Happy Monday, lads
Ready for another trading week?
I indeed feel refreshed after my weekend at the beach. A lot of fresh air, long walks and (of course) some great French food. Surprisingly, I’m looking forward to the rainy days and cold weather, an excellent excuse to spend some good time by the fireplace watching the Harry Potter movies again. I hope you all had a great weekend.
SHILL CORNER
Without more wait, here’s the weekly prep. As usual, we start the economic calendar. As you can see, it is a heavy week for our European friends, which will most likely impact NQ, especially since the news will happen during the London session. Other than that, except today (Monday), we have a red news each day of the week, and even two on Friday.

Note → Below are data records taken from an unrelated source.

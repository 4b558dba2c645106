//! Trace topology emitted during a request.
//!
//! Every orchestration step is recorded as a [`TraceStep`] node. Linear chains
//! link through `parent_id`, joins through `parent_ids`, and the result forms
//! a DAG with exactly one root per request. The DAG UI renders strictly from
//! this topology, so the emitter refuses to record a step whose parent has not
//! been emitted earlier in the same request.

use std::collections::HashSet;
use std::sync::{Arc, Mutex};

use serde::{Deserialize, Serialize};
use serde_json::Value;
use thiserror::Error;
use uuid::Uuid;

/// Step kinds, named for the orchestration phase that emits them.
#[derive(Debug, Clone, Copy, PartialEq, Eq, Hash, Serialize, Deserialize)]
#[serde(rename_all = "SCREAMING_SNAKE_CASE")]
pub enum StepType {
    Orchestration,
    Fanout,
    FanOutChild,
    Collect,
    Synthesis,
    Route,
    Resolve,
    Specialist,
    Answer,
}

/// A single node in the request trace DAG.
#[derive(Debug, Clone, Serialize, Deserialize)]
pub struct TraceStep {
    /// Stable within the request; UUID-shaped.
    pub node_id: String,
    #[serde(rename = "type")]
    pub step_type: StepType,
    /// Display name of the emitting agent or component.
    pub agent: String,
    /// Coarse phase label for grouping in the UI.
    pub phase: String,
    /// Short human-readable content (previews, not payloads).
    pub content: String,
    #[serde(default)]
    pub metadata: Value,
    #[serde(default, skip_serializing_if = "Option::is_none")]
    pub parent_id: Option<String>,
    #[serde(default, skip_serializing_if = "Vec::is_empty")]
    pub parent_ids: Vec<String>,
}

#[derive(Debug, Error)]
pub enum TraceError {
    #[error("trace step references unknown parent '{0}'")]
    UnknownParent(String),
    #[error("trace already has a root step")]
    DuplicateRoot,
}

/// Request-scoped trace emitter shared by all components of one request.
///
/// Cheap to clone; all clones append to the same step list. A snapshot can be
/// taken at any point, which is how a timed-out request still returns the
/// trace captured so far.
#[derive(Clone, Default)]
pub struct TraceEmitter {
    inner: Arc<Mutex<TraceState>>,
}

#[derive(Default)]
struct TraceState {
    steps: Vec<TraceStep>,
    seen: HashSet<String>,
    has_root: bool,
}

impl TraceEmitter {
    pub fn new() -> Self {
        Self::default()
    }

    /// Emit the root step of the request. Exactly one root is allowed.
    pub fn root(
        &self,
        step_type: StepType,
        agent: &str,
        phase: &str,
        content: &str,
        metadata: Value,
    ) -> Result<String, TraceError> {
        let mut state = self.inner.lock().expect("trace lock poisoned");
        if state.has_root {
            return Err(TraceError::DuplicateRoot);
        }
        state.has_root = true;
        Ok(push_step(
            &mut state, step_type, agent, phase, content, metadata, None, vec![],
        ))
    }

    /// Emit a step chained under a single parent.
    pub fn child(
        &self,
        parent_id: &str,
        step_type: StepType,
        agent: &str,
        phase: &str,
        content: &str,
        metadata: Value,
    ) -> Result<String, TraceError> {
        let mut state = self.inner.lock().expect("trace lock poisoned");
        if !state.seen.contains(parent_id) {
            return Err(TraceError::UnknownParent(parent_id.to_string()));
        }
        Ok(push_step(
            &mut state,
            step_type,
            agent,
            phase,
            content,
            metadata,
            Some(parent_id.to_string()),
            vec![],
        ))
    }

    /// Emit a join step with edges from several parents.
    pub fn join(
        &self,
        parent_ids: &[String],
        step_type: StepType,
        agent: &str,
        phase: &str,
        content: &str,
        metadata: Value,
    ) -> Result<String, TraceError> {
        let mut state = self.inner.lock().expect("trace lock poisoned");
        for parent in parent_ids {
            if !state.seen.contains(parent) {
                return Err(TraceError::UnknownParent(parent.clone()));
            }
        }
        Ok(push_step(
            &mut state,
            step_type,
            agent,
            phase,
            content,
            metadata,
            None,
            parent_ids.to_vec(),
        ))
    }

    /// Steps emitted so far, in emission order.
    pub fn snapshot(&self) -> Vec<TraceStep> {
        self.inner.lock().expect("trace lock poisoned").steps.clone()
    }

    pub fn len(&self) -> usize {
        self.inner.lock().expect("trace lock poisoned").steps.len()
    }

    pub fn is_empty(&self) -> bool {
        self.len() == 0
    }
}

#[allow(clippy::too_many_arguments)]
fn push_step(
    state: &mut TraceState,
    step_type: StepType,
    agent: &str,
    phase: &str,
    content: &str,
    metadata: Value,
    parent_id: Option<String>,
    parent_ids: Vec<String>,
) -> String {
    let node_id = Uuid::new_v4().to_string();
    state.seen.insert(node_id.clone());
    state.steps.push(TraceStep {
        node_id: node_id.clone(),
        step_type,
        agent: agent.to_string(),
        phase: phase.to_string(),
        content: content.to_string(),
        metadata,
        parent_id,
        parent_ids,
    });
    node_id
}

/// Validate the universal trace properties: unique node ids, every parent
/// emitted earlier, and exactly one parentless root.
pub fn validate_topology(steps: &[TraceStep]) -> Result<(), String> {
    let mut seen: HashSet<&str> = HashSet::new();
    let mut roots = 0usize;
    for step in steps {
        if !seen.insert(&step.node_id) {
            return Err(format!("duplicate node_id {}", step.node_id));
        }
        let mut parents: Vec<&str> = step.parent_ids.iter().map(String::as_str).collect();
        if let Some(p) = &step.parent_id {
            parents.push(p);
        }
        if parents.is_empty() {
            roots += 1;
        }
        for parent in parents {
            if parent == step.node_id {
                return Err(format!("step {} is its own parent", step.node_id));
            }
            if !seen.contains(parent) {
                return Err(format!(
                    "step {} references parent {} emitted later or never",
                    step.node_id, parent
                ));
            }
        }
    }
    if roots != 1 {
        return Err(format!("expected exactly one root step, found {roots}"));
    }
    Ok(())
}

The more red news we have weekly, the higher the chances for a trend day on Thursday/Friday. As usual, don’t take my words for granted and do the analysis; I might be wrong.
If we look at the daily view on NQ, we’re back at the bottom of the range we’ve been in since early June. This area also corresponds to where we did most of the volume in 2023. People crying for new ATHs or new lows… I won’t say anything.
Here are some stats… My gift to you to start the week.
First, some updated seasonality charts. October is (historically) the best month of the year. Is it true?? I guess yes. (I created the code and the charts, so there’s only me to review it, lol).
Now, for last week, how does the weekly return compare to historical stats?
The above histogram is ten years of weekly returns on NQ. Obviously, it’s centered towards slightly positive numbers since this ponzi market has been created to go up by nature. Again, I won’t share too much more than this, but you can see where last week would fall in the above chart and build some statistics from here. It’s quite an interesting and not too difficult process.
The VIX is at the door of 18. We were in the 12s last week. At 18, you can short more easily than at 12. There are more opportunities. (Meaning more opportunities to get fucked as well). Factor this in your preparation.
This statistical analysis plays a big role in my everyday approach to the market. And it’s not that difficult to start (of course, some work needs to be done). I can help you with that, even with as little as 2 hours of call.
Finally, let’s talk about rotation and market structure.
The Volume Profile from last week shows two apparent distributions from 15250 to 15450 and 14850 to 15000 (I’m rounding numbers). We have a no-mans land between 15020 and 15250 (except for Wednesday’s low during FOMC). I think this top distribution from the prior week is very important and will give a lot of clues when we revisit it for the next move. We built a lot of volumes there during the previous RTH sessions, followed by the sizeable post-FOMC drop.
I’ll keep in mind these HTF rotations for my daily trading. I’m not giving you the full picture on purpose. If you want to continue this prep, go back in the past and look at the previous rotations below 15000 to understand the upcoming ranges better.
I will probably write a mid-week update on Wednesday and stick with this schedule if you guys enjoy it.